Emerging Markets Radar (January 6, 2014)

Emerging Markets Radar (January 6, 2014)

Strengths

  • Macau, the biggest casino hub in the world and the only in China, raked in $45 billion in gambling revenue in 2013, which is 18.6 percent more than in 2012, continuing to blaze ahead of rival gaming destinations. Earning seven times more than Las Vegas, Macau has seen revenue soar thanks to its proximity to vast numbers of increasingly wealthy Chinese. Macau was up 18.5 percent in December versus the consensus of 13.6 percent. Throughout the rest of the year, Macau was up 21.3 percent in November, 31.7 percent in October, 21.4 percent in September, 17.6 percent in August, 20.0 percent in July, 21.1 percent in June, 13.5 percent in May, and 13.1 percent in April.
  • Within the $2 trillion global information technology (IT) market, China is expected to narrow the gap with industry leaders even further as the global economy is expected to expand rapidly this year. Total government and business spending in IT on the mainland is estimated to reach $124.5 billion, up 10.5 percent from last year, according to a new industry forecast published yesterday by Forrester Research.
  • The HSBC China purchasing managers’ index (PMI) for December came in unchanged from the flash reading at 50.5, and on forecast. For key Australian commodities like iron ore, China is the top export destination. According to Hongbin Qu, Chief Economist, China & Co-Head of Asian Economic Research at HSBC, “the final PMI sustained the fifth, above-50 reading in a row thanks to a steady increase of new orders.”

Weaknesses

  • Emerging market (EM) economic growth is almost universally weak relative to the trend, and Credit Suisse economists say that all major EM regions’ economies are running negative output gaps that will not close until 2015. At the individual country level, they estimate that only the economies of Malaysia and the Philippines are currently above potential, and that only Chile, Hungary and Turkey will swing into positive output gaps in 2014.
  • China’s non-manufacturing purchasing managers’ index (PMI) fell to 54.6, which is the lowest since August. According to Businessweek, the official gauge for factory output dropped more than economists had projected, according to data on January 1, bringing it to a four-month low.
  • Russia’s current account slid to the narrowest surplus since 1998 to $629 million from $1.1 billion reported in October. The median estimate projected a surplus of $8 billion before the first reading in October.
  • Russian inflation held above the central bank’s target for a sixteenth-straight month in December, underscoring the bank’s reluctance to stimulate the economy by reducing borrowing costs.  A freeze on fee charges by state monopolies such as Gazprom next year is a preferred way for the government to slow inflation.

Opportunities

  • After the recent IPO of 500.com, many investors have become interested in China's lottery market. China's lottery sales totaled Rmb 279 billion at the end of November 2013, which is up Rmb 44.3 billion or 18.9 percent year-over-year. The CITIC Group expects total sales to exceed 300 billion for 2013, with a compound annual growth rate (CAGR) of 22.8 percent over the next three years, in which paperless lottery sales are forecast to grow at CAGR of 67 percent, to more than Rmb 100 billion in 2015.
  • Following a year-end jump, a plunge in eurozone money market rates at the beginning of 2014, has eased pressure on the European Central Bank (ECB) for now to relax its monetary policy still further. However, the upward trend could resume in the next few months.
  • GULP, or Growth at an Unlimited Price, was the style that worked in 2013 in emerging markets, says a JP Morgan strategist. This was due to weaker economic growth driving emerging market investors into growth stocks. The EM growth index is at a 50 percent price-to-earnings, premium to value, and the highest since 2007.  Rising bond yields are typically a trigger for value to perform, and value outperformed growth in the past month.

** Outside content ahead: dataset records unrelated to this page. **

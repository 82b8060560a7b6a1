//! Full crawl of the configured roots.
//!
//! A crawl starts from an empty index, walks every root in sorted
//! order and writes records in batches, reporting progress after each
//! batch. Metadata is only stamped once the whole walk finished, so an
//! interrupted crawl is picked up as stale on the next start.

use crate::walk::{log_walk_error, walk};
use findex_core::{ConfigError, ExclusionPolicy, FileRecord, Settings};
use findex_store::{
    Index, StoreError, META_LAST_EXCLUDE_PATTERNS, META_LAST_INDEXED_AT, META_LAST_SEARCH_PATHS,
};
use serde::{Deserialize, Serialize};
use std::path::{Path, PathBuf};
use std::sync::Arc;
use std::time::Instant;
use tracing::{debug, info, warn};

/// Phase reported in a progress update.
#[derive(Debug, Clone, Copy, PartialEq, Eq, Serialize, Deserialize)]
#[serde(rename_all = "lowercase")]
pub enum CrawlStatus {
    Starting,
    Indexing,
    Complete,
}

/// Progress of a running crawl.
#[derive(Debug, Clone, PartialEq, Eq, Serialize, Deserialize)]
#[serde(rename_all = "camelCase")]
pub struct CrawlProgress {
    pub status: CrawlStatus,
    /// Records written so far.
    pub files_processed: usize,
    /// Directory being walked when the update was taken.
    #[serde(skip_serializing_if = "Option::is_none")]
    pub current_path: Option<String>,
}

impl CrawlProgress {
    fn new(status: CrawlStatus, files_processed: usize, current_path: Option<String>) -> Self {
        Self {
            status,
            files_processed,
            current_path,
        }
    }
}

/// Result of a completed crawl.
#[derive(Debug, Clone, PartialEq, Eq)]
pub struct CrawlSummary {
    /// Records in the index after the crawl.
    pub files_indexed: usize,
    /// Entries (or whole roots) that could not be read.
    pub unreadable: usize,
    /// Wall time in milliseconds.
    pub duration_ms: u64,
}

/// What to crawl and how.
#[derive(Debug, Clone)]
pub struct CrawlOptions {
    pub roots: Vec<PathBuf>,
    pub max_depth: usize,
    pub batch_size: usize,
    pub policy: ExclusionPolicy,
    /// The user patterns behind `policy`, stamped with the crawl.
    pub exclude_patterns: Vec<String>,
}

impl CrawlOptions {
    pub fn from_settings(settings: &Settings) -> Result<Self, ConfigError> {
        Ok(Self {
            roots: settings.resolved_roots()?,
            max_depth: settings.max_depth,
            batch_size: settings.batch_size,
            policy: settings.exclusion_policy(),
            exclude_patterns: settings.exclude_patterns.clone(),
        })
    }
}

/// Pending records plus running totals for one crawl.
struct Batch {
    records: Vec<FileRecord>,
    written: usize,
    unreadable: usize,
}

/// Walks the roots and rebuilds the index from scratch.
pub struct Crawler {
    index: Arc<Index>,
    options: CrawlOptions,
}

impl Crawler {
    pub fn new(index: Arc<Index>, options: CrawlOptions) -> Self {
        Self { index, options }
    }

    /// Runs the crawl, calling `on_progress` at start, after every
    /// flushed batch and at completion.
    ///
    /// Unreadable entries are skipped. Store failures abort the crawl.
    pub fn run<F>(&self, mut on_progress: F) -> Result<CrawlSummary, StoreError>
    where
        F: FnMut(CrawlProgress),
    {
        let start = Instant::now();
        info!(
            "Starting crawl of {} root(s), max depth {}",
            self.options.roots.len(),
            self.options.max_depth
        );
        on_progress(CrawlProgress::new(CrawlStatus::Starting, 0, None));

        self.index.clear()?;

        let mut batch = Batch {
            records: Vec::with_capacity(self.batch_size()),
            written: 0,
            unreadable: 0,
        };

        for root in &self.options.roots {
            self.crawl_root(root, &mut batch, &mut on_progress)?;
        }

        if !batch.records.is_empty() {
            self.flush(&mut batch)?;
            on_progress(CrawlProgress::new(
                CrawlStatus::Indexing,
                batch.written,
                None,
            ));
        }

        self.stamp_metadata()?;

        let summary = CrawlSummary {
            files_indexed: self.index.count(),
            unreadable: batch.unreadable,
            duration_ms: start.elapsed().as_millis() as u64,
        };

        info!(
            "Crawl complete: {} records in {}ms ({} unreadable)",
            summary.files_indexed, summary.duration_ms, summary.unreadable
        );
        on_progress(CrawlProgress::new(
            CrawlStatus::Complete,
            summary.files_indexed,
            None,
        ));

        Ok(summary)
    }

    fn crawl_root<F>(&self, root: &Path, batch: &mut Batch, on_progress: &mut F) -> Result<(), StoreError>
    where
        F: FnMut(CrawlProgress),
    {
        if !root.is_dir() {
            warn!("Skipping root {}: not a readable directory", root.display());
            batch.unreadable += 1;
            return Ok(());
        }

        debug!("Crawling {}", root.display());

        for entry in walk(root, self.options.max_depth, &self.options.policy) {
            let entry = match entry {
                Ok(entry) => entry,
                Err(err) => {
                    log_walk_error(&err);
                    batch.unreadable += 1;
                    continue;
                }
            };

            let Some(record) = FileRecord::from_path(entry.path(), entry.file_type().is_dir())
            else {
                continue;
            };
            batch.records.push(record);

            if batch.records.len() >= self.batch_size() {
                self.flush(batch)?;
                let current = entry.path().parent().map(|p| p.display().to_string());
                on_progress(CrawlProgress::new(
                    CrawlStatus::Indexing,
                    batch.written,
                    current,
                ));
            }
        }

        Ok(())
    }

    fn flush(&self, batch: &mut Batch) -> Result<(), StoreError> {
        self.index.upsert_batch(&batch.records)?;
        batch.written += batch.records.len();
        batch.records.clear();
        Ok(())
    }

    fn stamp_metadata(&self) -> Result<(), StoreError> {
        let store = self.index.store();
        store.set_metadata(META_LAST_INDEXED_AT, &chrono::Utc::now().timestamp_millis())?;

        let roots: Vec<String> = self
            .options
            .roots
            .iter()
            .map(|r| r.display().to_string())
            .collect();
        store.set_metadata(META_LAST_SEARCH_PATHS, &roots)?;
        store.set_metadata(META_LAST_EXCLUDE_PATTERNS, &self.options.exclude_patterns)?;
        store.flush()
    }

    fn batch_size(&self) -> usize {
        self.options.batch_size.max(1)
    }
}

#[cfg(test)]
mod tests {
    use super::*;
    use findex_store::IndexStore;
    use std::fs;
    use tempfile::tempdir;

    fn options(root: &Path, max_depth: usize) -> CrawlOptions {
        CrawlOptions {
            roots: vec![root.to_path_buf()],
            max_depth,
            batch_size: 2,
            policy: ExclusionPolicy::default(),
            exclude_patterns: Vec::new(),
        }
    }

    fn index() -> Arc<Index> {
        Arc::new(Index::new(IndexStore::temporary().unwrap(), true))
    }

    #[test]
    fn test_depth_boundary() {
        let dir = tempdir().unwrap();
        fs::create_dir_all(dir.path().join("a/b/c/d")).unwrap();
        fs::write(dir.path().join("a/b/c/deep.txt"), "x").unwrap();
        fs::write(dir.path().join("a/b/c/d/deeper.txt"), "x").unwrap();

        let index = index();
        let summary = Crawler::new(index.clone(), options(dir.path(), 2))
            .run(|_| {})
            .unwrap();

        let root = dir.path();
        let has = |rel: &str| index.kind_of(&root.join(rel).display().to_string()).unwrap();
        assert_eq!(has("a"), Some(true));
        assert_eq!(has("a/b"), Some(true));
        assert_eq!(has("a/b/c"), Some(true));
        assert_eq!(has("a/b/c/deep.txt"), None);
        assert_eq!(has("a/b/c/d"), None);
        assert_eq!(summary.files_indexed, 3);
    }

    #[test]
    fn test_rebuild_drops_stale_records() {
        let dir = tempdir().unwrap();
        fs::write(dir.path().join("one.txt"), "x").unwrap();
        let index = index();
        index
            .upsert(FileRecord::new("/gone/elsewhere.txt", "elsewhere.txt", false))
            .unwrap();

        let summary = Crawler::new(index.clone(), options(dir.path(), 8))
            .run(|_| {})
            .unwrap();

        assert_eq!(summary.files_indexed, 1);
        assert_eq!(index.store().count(), 1);
        assert!(index.kind_of("/gone/elsewhere.txt").unwrap().is_none());
    }

    #[test]
    fn test_excluded_entries_are_skipped() {
        let dir = tempdir().unwrap();
        fs::create_dir_all(dir.path().join("node_modules/lib")).unwrap();
        fs::create_dir_all(dir.path().join("src")).unwrap();
        fs::write(dir.path().join("src/main.rs"), "x").unwrap();
        fs::write(dir.path().join("setup.exe"), "x").unwrap();
        fs::write(dir.path().join(".env"), "x").unwrap();

        let index = index();
        Crawler::new(index.clone(), options(dir.path(), 8))
            .run(|_| {})
            .unwrap();

        let paths: Vec<String> = index
            .store()
            .get_all()
            .unwrap()
            .iter()
            .map(|r| r.name().to_string())
            .collect();
        assert_eq!(paths, vec!["src", "main.rs"]);
    }

    #[test]
    fn test_progress_and_metadata() {
        let dir = tempdir().unwrap();
        for i in 0..5 {
            fs::write(dir.path().join(format!("file{}.txt", i)), "x").unwrap();
        }

        let index = index();
        let mut updates = Vec::new();
        Crawler::new(index.clone(), options(dir.path(), 8))
            .run(|p| updates.push(p))
            .unwrap();

        assert_eq!(updates.first().unwrap().status, CrawlStatus::Starting);
        let last = updates.last().unwrap();
        assert_eq!(last.status, CrawlStatus::Complete);
        assert_eq!(last.files_processed, 5);
        // Batches of two: 2, 4, then the remainder.
        let indexing = updates
            .iter()
            .filter(|p| p.status == CrawlStatus::Indexing)
            .count();
        assert_eq!(indexing, 3);

        let stamped: Option<i64> = index.store().get_metadata(META_LAST_INDEXED_AT).unwrap();
        assert!(stamped.is_some());
        let roots: Option<Vec<String>> =
            index.store().get_metadata(META_LAST_SEARCH_PATHS).unwrap();
        assert_eq!(roots, Some(vec![dir.path().display().to_string()]));
        let excludes: Option<Vec<String>> = index
            .store()
            .get_metadata(META_LAST_EXCLUDE_PATTERNS)
            .unwrap();
        assert_eq!(excludes, Some(Vec::new()));
    }

    #[test]
    fn test_missing_root_is_skipped() {
        let dir = tempdir().unwrap();
        fs::write(dir.path().join("here.txt"), "x").unwrap();

        let mut opts = options(dir.path(), 8);
        opts.roots.insert(0, dir.path().join("missing"));

        let summary = Crawler::new(index(), opts).run(|_| {}).unwrap();
        assert_eq!(summary.files_indexed, 1);
        assert_eq!(summary.unreadable, 1);
    }

    #[cfg(unix)]
    #[test]
    fn test_unreadable_directory_does_not_abort() {
        use std::os::unix::fs::PermissionsExt;

        let dir = tempdir().unwrap();
        let locked = dir.path().join("locked");
        fs::create_dir_all(&locked).unwrap();
        fs::write(locked.join("secret.txt"), "x").unwrap();
        fs::write(dir.path().join("before.txt"), "x").unwrap();
        fs::write(dir.path().join("zafter.txt"), "x").unwrap();
        fs::set_permissions(&locked, fs::Permissions::from_mode(0o000)).unwrap();

        // Permission bits don't stop root.
        if fs::read_dir(&locked).is_ok() {
            fs::set_permissions(&locked, fs::Permissions::from_mode(0o755)).unwrap();
            return;
        }

        let index = index();
        let result = Crawler::new(index.clone(), options(dir.path(), 8)).run(|_| {});
        fs::set_permissions(&locked, fs::Permissions::from_mode(0o755)).unwrap();

        let summary = result.unwrap();
        assert!(summary.unreadable >= 1);
        let has = |rel: &str| {
            index
                .kind_of(&dir.path().join(rel).display().to_string())
                .unwrap()
        };
        assert_eq!(has("before.txt"), Some(false));
        assert_eq!(has("zafter.txt"), Some(false));
        assert_eq!(has("locked"), Some(true));
        assert_eq!(has("locked/secret.txt"), None);
    }
}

China's Ownership of Civilian Helicopters is Significantly Smaller Than Those of Major Developed Countries
click to enlarge

Threats

  • China’s bank loans to local governments dropped from 16.6 percent in 2012 to 13.9 percent in June 2013 as a percentage of the total-loan mix. Additionally, the bank audit process is becoming much more comprehensive.
  • On Thursday, the baht currency and Thai stocks tumbled, according to Reuters. This came as uncertainty deepened about elections in February that anti-government forces are determined to block in their bid to oust Prime Minister Yingluck Shinawatra. Reaching a four-month low, the benchmark index dropped 2.7 percent to 1,263.72 before the midday break, and the baht lost for a tenth-straight day against the dollar. Investors are worried a February 2 poll will not go ahead, leaving Yingluck's government exposed to prolonged attacks by opponents.
  • The ruling Fidesz party will discuss phasing out foreign-exchange (FX) loans at a parliamentary group meeting in January. This is after the Hungarian Supreme Court’s “beyond doubt” decision that existing FX loans must be kept valid.